*** ENTRIES SHOWN ***
//! Generation Provider Abstraction
//!
//! Defines the GenerationProvider trait for structured LLM output.
//! The workflow treats "produce a plan" / "produce a draft" / "classify a
//! message" as opaque asynchronous calls against this trait: structured,
//! schema-validated JSON in, typed failure out. Providers return
//! `LlmResponse` with token usage metrics.

mod openai;

pub use openai::OpenAiProvider;

// Re-export error types from centralized location
pub use crate::types::{FailureClassifier, GenerationError, GenerationFailureKind};

use async_trait::async_trait;
use serde::{Deserialize, Serialize};
use serde_json::Value;
use std::sync::Arc;

use crate::types::Result;

// =============================================================================
// LLM Response with Usage Metrics
// =============================================================================

/// Complete LLM response including content and usage metrics
#[derive(Debug, Clone)]
pub struct LlmResponse {
    /// Generated content (structured JSON)
    pub content: Value,
    /// Token usage metrics
    pub usage: TokenUsage,
    /// Provider and model info
    pub metadata: ResponseMetadata,
}

impl LlmResponse {
    /// Create response with content only (usage unknown)
    pub fn content_only(content: Value) -> Self {
        Self {
            content,
            usage: TokenUsage::default(),
            metadata: ResponseMetadata::default(),
        }
    }

    /// Create full response with metrics
    pub fn with_metrics(content: Value, usage: TokenUsage, metadata: ResponseMetadata) -> Self {
        Self {
            content,
            usage,
            metadata,
        }
    }
}

/// Token usage metrics
#[derive(Debug, Clone, Default, Serialize, Deserialize)]
pub struct TokenUsage {
    /// Input tokens (prompt)
    pub input_tokens: u32,
    /// Output tokens (response)
    pub output_tokens: u32,
}

impl TokenUsage {
    /// Total tokens used (input + output)
    pub fn total(&self) -> u32 {
        self.input_tokens + self.output_tokens
    }

    /// Create from OpenAI-style usage response
    pub fn from_openai(prompt_tokens: u32, completion_tokens: u32) -> Self {
        Self {
            input_tokens: prompt_tokens,
            output_tokens: completion_tokens,
        }
    }
}

/// Response metadata
#[derive(Debug, Clone, Default)]
pub struct ResponseMetadata {
    /// Model used
    pub model: String,
    /// Provider name
    pub provider: String,
}

/// Shared provider type for concurrent access across pipeline stages.
pub type SharedProvider = Arc<dyn GenerationProvider + Send + Sync>;

// =============================================================================
// Provider Configuration
// =============================================================================

/// Configuration for generation providers
///
/// Note: API keys are handled securely - they are never serialized to output
/// and are redacted in debug output. The provider converts the key to
/// SecretString internally for runtime protection.
#[derive(Clone, Serialize, Deserialize)]
pub struct ProviderConfig {
    /// Provider type: "openai"
    pub provider: String,
    /// Model name (provider-specific)
    pub model: Option<String>,
    /// Request timeout in seconds
    pub timeout_secs: u64,
    /// Temperature for generation (0.0 = deterministic)
    pub temperature: f32,
    /// API key - never serialized to output for security
    #[serde(default, skip_serializing)]
    pub api_key: Option<String>,
    /// API base URL (for custom endpoints)
    #[serde(default)]
    pub api_base: Option<String>,
    /// Maximum tokens to generate
    #[serde(default = "default_max_tokens")]
    pub max_tokens: usize,
}

impl std::fmt::Debug for ProviderConfig {
    fn fmt(&self, f: &mut std::fmt::Formatter<'_>) -> std::fmt::Result {
        f.debug_struct("ProviderConfig")
            .field("provider", &self.provider)
            .field("model", &self.model)
            .field("timeout_secs", &self.timeout_secs)
            .field("temperature", &self.temperature)
            .field("api_key", &self.api_key.as_ref().map(|_| "[REDACTED]"))
            .field("api_base", &self.api_base)
            .field("max_tokens", &self.max_tokens)
            .finish()
    }
}

fn default_max_tokens() -> usize {
    4096
}

impl Default for ProviderConfig {
    fn default() -> Self {
        Self {
            provider: "openai".to_string(),
            model: None,
            timeout_secs: 300,
            temperature: 0.0,
            api_key: None,
            api_base: None,
            max_tokens: 4096,
        }
    }
}

// =============================================================================
// Generation Provider Trait
// =============================================================================

/// Provider trait for structured output generation with usage metrics
#[async_trait]
pub trait GenerationProvider: Send + Sync {
    /// Generate structured output matching a JSON Schema
    ///
    /// Returns `LlmResponse` containing the content and usage metrics.
    /// Failures are classified [`GenerationError`]s so callers can make
    /// retry decisions.
    async fn generate(&self, prompt: &str, schema: &Value) -> Result<LlmResponse>;

    /// Provider name for logging
    fn name(&self) -> &str;

    /// Model name currently in use
    fn model(&self) -> &str;

    /// Check if the provider is available
    async fn health_check(&self) -> Result<bool>;
}

/// Create a shared provider from configuration
pub fn create_provider(config: &ProviderConfig) -> Result<SharedProvider> {
    match config.provider.as_str() {
        "openai" => Ok(Arc::new(OpenAiProvider::new(config.clone())?)),
        _ => Err(crate::types::ScribeError::Config(format!(
            "Unknown provider: {}. Supported: openai",
            config.provider
        ))),
    }
}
*** End of ENTRIES SHOWN ***
_WHAT YOU SHOULD DO_
Go line by line through the data, copying each one that contains the word "types".

_THE ANSWER_
// Re-export error types from centralized location
pub use crate::types::{FailureClassifier, GenerationError, GenerationFailureKind};
use crate::types::Result;
        _ => Err(crate::types::ScribeError::Config(format!(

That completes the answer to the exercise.